The Erwin Tomash Library on The History of Computing is an annotated and illustrated catalog documenting a collection of books and manuscripts related to the history of computing. It was assembled, over the course of many years, by Erwin Tomash using his knowledge as a pioneer in the development of computers. The collection consists of over five thousand items from twelfth century manuscripts to modern publications, and documents the rarest items together with a series of essays that explain the uses of little known instruments and techniques that are discussed in the entries. Each entry consists of the bibliographic details, some biographical information on the author, a description of the contents, and illustrations of interesting pages and diagrams. The library catalog, almost 1600 pages long, can be found on the IEEE Computer Society website as well as the CBI website. A portion of the Erwin Tomash Library (post-1954 volumes) was donated to CBI and is publicly accessible there at the University of Minnesota.

The contents of the Erwin Tomash library were sold at auction by Sotheby's in London in September 2018. The copy of Galileo's Difesa contro alle Calunnie et Imposture di Baldessar Capra Milanese (1607), with a handwritten inscription by Galileo, sold for £466,000 (US$616,378).

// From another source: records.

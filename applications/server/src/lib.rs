//! Riff Server Library
//!
//! HTTP front end for per-user playback sessions over a JSON song catalog.
//!
//! This library exposes the router and its components for testing purposes.

pub mod api;
pub mod config;
pub mod error;
pub mod state;

use axum::{
    routing::{get, post},
    Router,
};
use tower_http::{
    cors::CorsLayer,
    trace::{DefaultMakeSpan, TraceLayer},
};

// Re-export commonly used types for convenience
pub use config::ServerConfig;
pub use error::{Result, ServerError};
pub use state::AppState;

/// Build the application router with every route under `/api`
pub fn create_router(app_state: AppState) -> Router {
    let catalog_routes = Router::new()
        .route("/health", get(api::health::health))
        .route("/playlists", get(api::playlists::list_playlists))
        .route("/playlists/:id", get(api::playlists::get_playlist));

    let session_routes = Router::new()
        .route(
            "/sessions/:user_id",
            post(api::sessions::start_session)
                .get(api::sessions::get_session)
                .delete(api::sessions::stop_session),
        )
        .route("/sessions/:user_id/next", post(api::sessions::next_song))
        .route(
            "/sessions/:user_id/previous",
            post(api::sessions::previous_song),
        )
        .route("/sessions/:user_id/current", get(api::sessions::current_song))
        .route("/sessions/:user_id/peek", get(api::sessions::peek_next))
        .route("/sessions/:user_id/reset", post(api::sessions::reset))
        .route(
            "/sessions/:user_id/mode",
            get(api::sessions::get_mode).put(api::sessions::set_mode),
        )
        .route(
            "/sessions/:user_id/playlist",
            get(api::sessions::current_playlist),
        )
        .route(
            "/sessions/:user_id/remaining",
            get(api::sessions::remaining),
        )
        .route("/sessions/:user_id/history", get(api::sessions::history));

    Router::new()
        .nest("/api", catalog_routes.merge(session_routes))
        .layer(
            TraceLayer::new_for_http()
                .make_span_with(DefaultMakeSpan::default().include_headers(true)),
        )
        .layer(CorsLayer::permissive())
        .with_state(app_state)
}
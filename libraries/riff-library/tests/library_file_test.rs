//! Catalog file tests
//!
//! Load/save behaviour against real files in a temp directory.

use riff_core::{PlaylistId, PlaylistProvider, Song, SongId, UserId};
use riff_library::{Library, LibraryError, PlaylistRecord};
use std::path::PathBuf;
use tempfile::TempDir;

const SAMPLE: &str = r#"{
    "songs": [
        { "id": "s1", "title": "Intro", "file_path": "/music/intro.flac", "duration_ms": 61000 },
        { "id": "s2", "title": "Theme", "file_path": "/music/theme.flac", "genre": "Ambient" },
        { "id": "s3", "title": "Outro", "file_path": "/music/outro.flac" }
    ],
    "playlists": [
        { "id": "morning", "name": "Morning", "owner_id": "alice", "song_ids": ["s1", "s2", "s3"] },
        { "id": "empty", "name": "Nothing Yet", "owner_id": "bob" }
    ]
}"#;

#[test]
fn load_reads_songs_and_playlists() {
    let dir = TempDir::new().unwrap();
    let path = dir.path().join("library.json");
    std::fs::write(&path, SAMPLE).unwrap();

    let library = Library::load(&path).unwrap();
    assert_eq!(library.song_count(), 3);
    assert_eq!(library.playlist_count(), 2);

    let morning = library
        .get_playlist_by_id(&PlaylistId::new("morning"))
        .unwrap()
        .unwrap();
    assert_eq!(morning.owner_id, UserId::new("alice"));
    assert_eq!(morning.songs[1].genre.as_deref(), Some("Ambient"));

    let empty = library
        .get_playlist_by_id(&PlaylistId::new("empty"))
        .unwrap()
        .unwrap();
    assert!(empty.is_empty());
}

#[test]
fn save_then_load_preserves_catalog() {
    let dir = TempDir::new().unwrap();
    let path = dir.path().join("nested").join("library.json");

    let library = Library::empty();
    let mut song = Song::with_id(SongId::new("s1"), "Intro", PathBuf::from("/music/intro.flac"));
    song.duration_ms = 1_000;
    library.insert_song(song.clone());

    let mut record = PlaylistRecord::new(UserId::new("alice"), "Mine");
    record.song_ids = vec![song.id.clone(), song.id.clone()];
    let playlist_id = record.id.clone();
    library.insert_playlist(record).unwrap();

    library.save(&path).unwrap();
    let reloaded = Library::load(&path).unwrap();

    let playlist = reloaded.get_playlist_by_id(&playlist_id).unwrap().unwrap();
    assert_eq!(playlist.name, "Mine");
    assert_eq!(playlist.songs, vec![song.clone(), song]);
}

#[test]
fn missing_file_is_an_io_error() {
    let dir = TempDir::new().unwrap();
    let err = Library::load(dir.path().join("absent.json")).unwrap_err();
    assert!(matches!(err, LibraryError::Io { .. }));
}

#[test]
fn malformed_json_is_a_parse_error() {
    let dir = TempDir::new().unwrap();
    let path = dir.path().join("library.json");
    std::fs::write(&path, "{ \"songs\": [ { \"id\": 42 } ] }").unwrap();

    let err = Library::load(&path).unwrap_err();
    assert!(matches!(err, LibraryError::Parse(_)));
}

#[test]
fn removed_playlist_is_no_longer_resolvable() {
    let library = Library::from_json_str(SAMPLE).unwrap();
    let id = PlaylistId::new("morning");

    assert!(library.remove_playlist(&id).is_some());
    assert!(library.get_playlist_by_id(&id).unwrap().is_none());
}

===The Tomash Fellowship===

The Adelle and Erwin Tomash Fellowship in the History of Information Technology is awarded to a graduate student for doctoral dissertation research in the history of computing. The fellowship is to be held at the recipient's home academic institution, the Charles Babbage Institute, or any other location with appropriate research facilities. It is intended for students who have completed all requirements for the doctoral degree except the research and writing of the dissertation.